• _Assignment_
For this exercise, copy each line of the records that contains the word "CreateInboxItemRequest".
-*-*-
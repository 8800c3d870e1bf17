use axum::{
    extract::{Path, Query, State},
    http::StatusCode,
    Json,
};
use serde::{Deserialize, Serialize};
use serde_json::Value;
use uuid::Uuid;

use crate::errors::AppError;
use crate::models::inbox::InboxItem;
use crate::state::AppState;
use crate::triage::service::{
    ConfirmInput, ConfirmResult, CreateInboxItem, InboxItemView, InboxQuery,
};

#[derive(Deserialize)]
#[serde(rename_all = "camelCase")]
pub struct UserIdParam {
    pub user_id: Uuid,
}

#[derive(Deserialize)]
#[serde(rename_all = "camelCase")]
pub struct CreateInboxItemRequest {
    pub user_id: Uuid,
    pub source: Option<String>,
    #[serde(default)]
    pub raw_text: String,
    pub raw_media_url: Option<String>,
}

#[derive(Deserialize)]
#[serde(rename_all = "camelCase")]
pub struct ListInboxParams {
    pub user_id: Uuid,
    pub status: Option<String>,
    pub source: Option<String>,
    pub limit: Option<i64>,
    pub cursor: Option<String>,
}

#[derive(Serialize)]
#[serde(rename_all = "camelCase")]
pub struct InboxListResponse {
    pub items: Vec<InboxItemView>,
    #[serde(skip_serializing_if = "Option::is_none")]
    pub next_cursor: Option<String>,
}

#[derive(Deserialize)]
#[serde(rename_all = "camelCase")]
pub struct ConfirmRequest {
    pub user_id: Uuid,
    #[serde(rename = "type", default)]
    pub kind: String,
    #[serde(default)]
    pub title: String,
    pub flag_id: Option<String>,
    pub subflag_id: Option<String>,
    #[serde(default)]
    pub payload: Value,
}

/// POST /v1/inbox-items
pub async fn handle_create_item(
    State(state): State<AppState>,
    Json(req): Json<CreateInboxItemRequest>,
) -> Result<(StatusCode, Json<InboxItem>), AppError> {
    let item = state
        .triage
        .create_item(
            req.user_id,
            CreateInboxItem {
                source: req.source,
                raw_text: req.raw_text,
                raw_media_url: req.raw_media_url,
            },
        )
        .await?;
    Ok((StatusCode::CREATED, Json(item)))
}

/// GET /v1/inbox-items
pub async fn handle_list_items(
    State(state): State<AppState>,
    Query(params): Query<ListInboxParams>,
) -> Result<Json<InboxListResponse>, AppError> {
    let page = state
        .triage
        .list_items(
            params.user_id,
            InboxQuery {
                status: params.status,
                source: params.source,
                limit: params.limit,
                cursor: params.cursor,
            },
        )
        .await?;
    Ok(Json(InboxListResponse {
        items: page.items,
        next_cursor: page.next_cursor,
    }))
}

/// GET /v1/inbox-items/:id
pub async fn handle_get_item(
    State(state): State<AppState>,
    Path(id): Path<Uuid>,
    Query(params): Query<UserIdParam>,
) -> Result<Json<InboxItemView>, AppError> {
    Ok(Json(state.triage.get_item(params.user_id, id).await?))
}

/// POST /v1/inbox-items/:id/reprocess
pub async fn handle_reprocess(
    State(state): State<AppState>,
    Path(id): Path<Uuid>,
    Json(req): Json<UserIdParam>,
) -> Result<Json<InboxItemView>, AppError> {
    Ok(Json(state.triage.reprocess(req.user_id, id).await?))
}

/// POST /v1/inbox-items/:id/confirm
pub async fn handle_confirm(
    State(state): State<AppState>,
    Path(id): Path<Uuid>,
    Json(req): Json<ConfirmRequest>,
) -> Result<Json<ConfirmResult>, AppError> {
    let result = state
        .triage
        .confirm(
            req.user_id,
            id,
            ConfirmInput {
                kind: req.kind,
                title: req.title,
                flag_id: req.flag_id,
                subflag_id: req.subflag_id,
                payload: req.payload,
            },
        )
        .await?;
    Ok(Json(result))
}

/// POST /v1/inbox-items/:id/dismiss
pub async fn handle_dismiss(
    State(state): State<AppState>,
    Path(id): Path<Uuid>,
    Json(req): Json<UserIdParam>,
) -> Result<Json<InboxItem>, AppError> {
    Ok(Json(state.triage.dismiss(req.user_id, id).await?))
}
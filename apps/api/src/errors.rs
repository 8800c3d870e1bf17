use axum::{
    http::StatusCode,
    response::{IntoResponse, Response},
    Json,
};
use serde_json::json;
use thiserror::Error;

use crate::repository::StoreError;

/// Application-level error type.
/// Implements `IntoResponse` so Axum handlers can return `Result<T, AppError>`.
#[derive(Debug, Error)]
pub enum AppError {
    #[error("missing required fields")]
    MissingRequiredFields,

    #[error("invalid status")]
    InvalidStatus,

    #[error("invalid type")]
    InvalidType,

    #[error("invalid source")]
    InvalidSource,

    /// A caller-supplied payload failed schema validation.
    #[error("invalid payload: {0}")]
    InvalidPayload(String),

    /// A flag/subflag id that does not resolve for the user, or a subflag that
    /// belongs to a different flag.
    #[error("invalid context reference")]
    InvalidReference,

    #[error("invalid cursor")]
    InvalidCursor,

    #[error("not found")]
    NotFound,

    /// A collaborator the operation needs was not wired at startup.
    #[error("dependency missing: {0}")]
    DependencyMissing(&'static str),

    #[error("Database error: {0}")]
    Database(#[from] sqlx::Error),

    #[error("Internal server error: {0}")]
    Internal(#[from] anyhow::Error),
}

impl From<StoreError> for AppError {
    fn from(err: StoreError) -> Self {
        match err {
            StoreError::NotFound => AppError::NotFound,
            StoreError::InvalidCursor => AppError::InvalidCursor,
            StoreError::Database(e) => AppError::Database(e),
            StoreError::Decode(msg) => AppError::Internal(anyhow::anyhow!(msg)),
        }
    }
}

impl IntoResponse for AppError {
    fn into_response(self) -> Response {
        let (status, code, message) = match &self {
            AppError::MissingRequiredFields => (
                StatusCode::BAD_REQUEST,
                "missing_required_fields",
                self.to_string(),
            ),
            AppError::InvalidStatus => (StatusCode::BAD_REQUEST, "invalid_status", self.to_string()),
            AppError::InvalidType => (StatusCode::BAD_REQUEST, "invalid_type", self.to_string()),
            AppError::InvalidSource => (StatusCode::BAD_REQUEST, "invalid_source", self.to_string()),
            AppError::InvalidPayload(reason) => {
                (StatusCode::BAD_REQUEST, "invalid_payload", reason.clone())
            }
            AppError::InvalidReference => (
                StatusCode::BAD_REQUEST,
                "invalid_reference",
                self.to_string(),
            ),
            AppError::InvalidCursor => (StatusCode::BAD_REQUEST, "invalid_cursor", self.to_string()),
            AppError::NotFound => (
                StatusCode::NOT_FOUND,
                "not_found",
                "resource not found".to_string(),
            ),
            AppError::DependencyMissing(what) => {
                tracing::error!("Dependency missing: {what}");
                (
                    StatusCode::INTERNAL_SERVER_ERROR,
                    "dependency_missing",
                    "A required service is not configured".to_string(),
                )
            }
            AppError::Database(e) => {
                tracing::error!("Database error: {e}");
                (
                    StatusCode::INTERNAL_SERVER_ERROR,
                    "internal_error",
                    "A database error occurred".to_string(),
                )
            }
            AppError::Internal(e) => {
                tracing::error!("Internal error: {e:?}");
                (
                    StatusCode::INTERNAL_SERVER_ERROR,
                    "internal_error",
                    "An internal server error occurred".to_string(),
                )
            }
        };

        let body = Json(json!({
            "error": {
                "code": code,
                "message": message
            }
        }));

        (status, body).into_response()
    }
}
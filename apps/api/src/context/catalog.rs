use std::future::Future;

use uuid::Uuid;

use crate::models::context::{ContextRule, Flag, Subflag};
use crate::repository::{ContextRepository, ListOptions, Page, StoreError};

/// Page size used when draining a paginated listing.
pub const LIST_ALL_PAGE_SIZE: i64 = 200;

/// One selectable classification offered to the model: a flag on its own, or
/// a flag narrowed by one of its subflags.
#[derive(Debug, Clone, PartialEq, Eq)]
pub struct ContextOption {
    pub flag_id: Uuid,
    pub flag_name: String,
    pub subflag_id: Option<Uuid>,
    pub subflag_name: Option<String>,
}

/// Everything a user has configured for classification, fully loaded.
#[derive(Debug, Clone, Default)]
pub struct ContextCatalog {
    pub flags: Vec<Flag>,
    pub subflags: Vec<Subflag>,
    pub rules: Vec<ContextRule>,
}

async fn drain<T, F, Fut>(mut fetch: F) -> Result<Vec<T>, StoreError>
where
    F: FnMut(ListOptions) -> Fut,
    Fut: Future<Output = Result<Page<T>, StoreError>>,
{
    let mut out = Vec::new();
    let mut cursor: Option<String> = None;
    loop {
        let page = fetch(ListOptions {
            limit: LIST_ALL_PAGE_SIZE,
            cursor: cursor.take(),
        })
        .await?;
        out.extend(page.items);
        match page.next_cursor {
            Some(next) => cursor = Some(next),
            None => return Ok(out),
        }
    }
}

pub async fn list_all_flags(
    repo: &dyn ContextRepository,
    user_id: Uuid,
) -> Result<Vec<Flag>, StoreError> {
    drain(|opts| async move { repo.list_flags(user_id, &opts).await }).await
}

pub async fn list_all_subflags(
    repo: &dyn ContextRepository,
    user_id: Uuid,
    flag_id: Uuid,
) -> Result<Vec<Subflag>, StoreError> {
    drain(|opts| async move { repo.list_subflags(user_id, flag_id, &opts).await }).await
}

pub async fn list_all_rules(
    repo: &dyn ContextRepository,
    user_id: Uuid,
) -> Result<Vec<ContextRule>, StoreError> {
    drain(|opts| async move { repo.list_context_rules(user_id, &opts).await }).await
}

/// Loads flags, the subflags of every flag, and all keyword rules.
pub async fn load_catalog(
    repo: &dyn ContextRepository,
    user_id: Uuid,
) -> Result<ContextCatalog, StoreError> {
    let flags = list_all_flags(repo, user_id).await?;
    let mut subflags = Vec::new();
    for flag in &flags {
        subflags.extend(list_all_subflags(repo, user_id, flag.id).await?);
    }
    let rules = list_all_rules(repo, user_id).await?;

    tracing::debug!(
        "Loaded context catalog for {user_id}: {} flags, {} subflags, {} rules",
        flags.len(),
        subflags.len(),
        rules.len()
    );

    Ok(ContextCatalog {
        flags,
        subflags,
        rules,
    })
}

impl ContextCatalog {
    /// Flattens the catalog: each flag, followed by one entry per subflag.
    pub fn options(&self) -> Vec<ContextOption> {
        let mut out = Vec::with_capacity(self.flags.len() + self.subflags.len());
        for flag in &self.flags {
            out.push(ContextOption {
                flag_id: flag.id,
                flag_name: flag.name.clone(),
                subflag_id: None,
                subflag_name: None,
            });
            for sub in self.subflags.iter().filter(|s| s.flag_id == flag.id) {
                out.push(ContextOption {
                    flag_id: flag.id,
                    flag_name: flag.name.clone(),
                    subflag_id: Some(sub.id),
                    subflag_name: Some(sub.name.clone()),
                });
            }
        }
        out
    }

    /// Keeps only the ids that name something in this catalog.
    ///
    /// Unlike [`super::resolve::resolve_context`] this never fails: ids the
    /// model invented are dropped. A subflag whose parent disagrees with the
    /// given flag is dropped; a subflag on its own brings its parent along.
    pub fn retain_known(
        &self,
        flag_id: Option<&str>,
        subflag_id: Option<&str>,
    ) -> (Option<Uuid>, Option<Uuid>) {
        let flag = parse_id(flag_id).filter(|id| self.flags.iter().any(|f| f.id == *id));
        let sub = parse_id(subflag_id).and_then(|id| self.subflags.iter().find(|s| s.id == id));

        match (flag, sub) {
            (Some(f), Some(s)) if s.flag_id == f => (Some(f), Some(s.id)),
            (Some(f), _) => (Some(f), None),
            (None, Some(s)) => (Some(s.flag_id), Some(s.id)),
            (None, None) => (None, None),
        }
    }
}

fn parse_id(raw: Option<&str>) -> Option<Uuid> {
    raw.map(str::trim)
        .filter(|s| !s.is_empty())
        .and_then(|s| Uuid::parse_str(s).ok())
}
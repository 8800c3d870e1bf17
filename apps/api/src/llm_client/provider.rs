use std::time::Duration;

use crate::config::AiSettings;

use super::{LlmClient, LlmConfig, LlmError};

pub const PROVIDER_GROQ: &str = "groq";
const DEFAULT_GROQ_BASE_URL: &str = "https://api.groq.com/openai/v1/chat/completions";

/// Builds the client for the configured provider.
pub fn build_client(settings: &AiSettings) -> Result<LlmClient, LlmError> {
    let provider = settings.provider.trim().to_lowercase();
    let provider = if provider.is_empty() {
        PROVIDER_GROQ.to_string()
    } else {
        provider
    };

    match provider.as_str() {
        PROVIDER_GROQ => {
            let base_url = normalize_base_url(&settings.base_url)
                .unwrap_or_else(|| DEFAULT_GROQ_BASE_URL.to_string());
            LlmClient::new(LlmConfig {
                provider,
                base_url,
                api_key: settings.api_key.clone(),
                model: settings.model.clone(),
                timeout: Duration::from_secs(settings.timeout_secs),
                max_retries: settings.max_retries,
            })
        }
        _ => Err(LlmError::UnsupportedProvider(provider)),
    }
}

/// Accepts either the full endpoint or the API root and returns the endpoint.
/// `None` for a blank input.
pub fn normalize_base_url(value: &str) -> Option<String> {
    let trimmed = value.trim().trim_end_matches('/');
    if trimmed.is_empty() {
        return None;
    }
    if trimmed.ends_with("/chat/completions") {
        return Some(trimmed.to_string());
    }
    if trimmed.ends_with("/openai/v1") || trimmed.ends_with("/v1") {
        return Some(format!("{trimmed}/chat/completions"));
    }
    Some(trimmed.to_string())
}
-*-*-
• _Task result_
pub struct CreateInboxItemRequest {
    Json(req): Json<CreateInboxItemRequest>,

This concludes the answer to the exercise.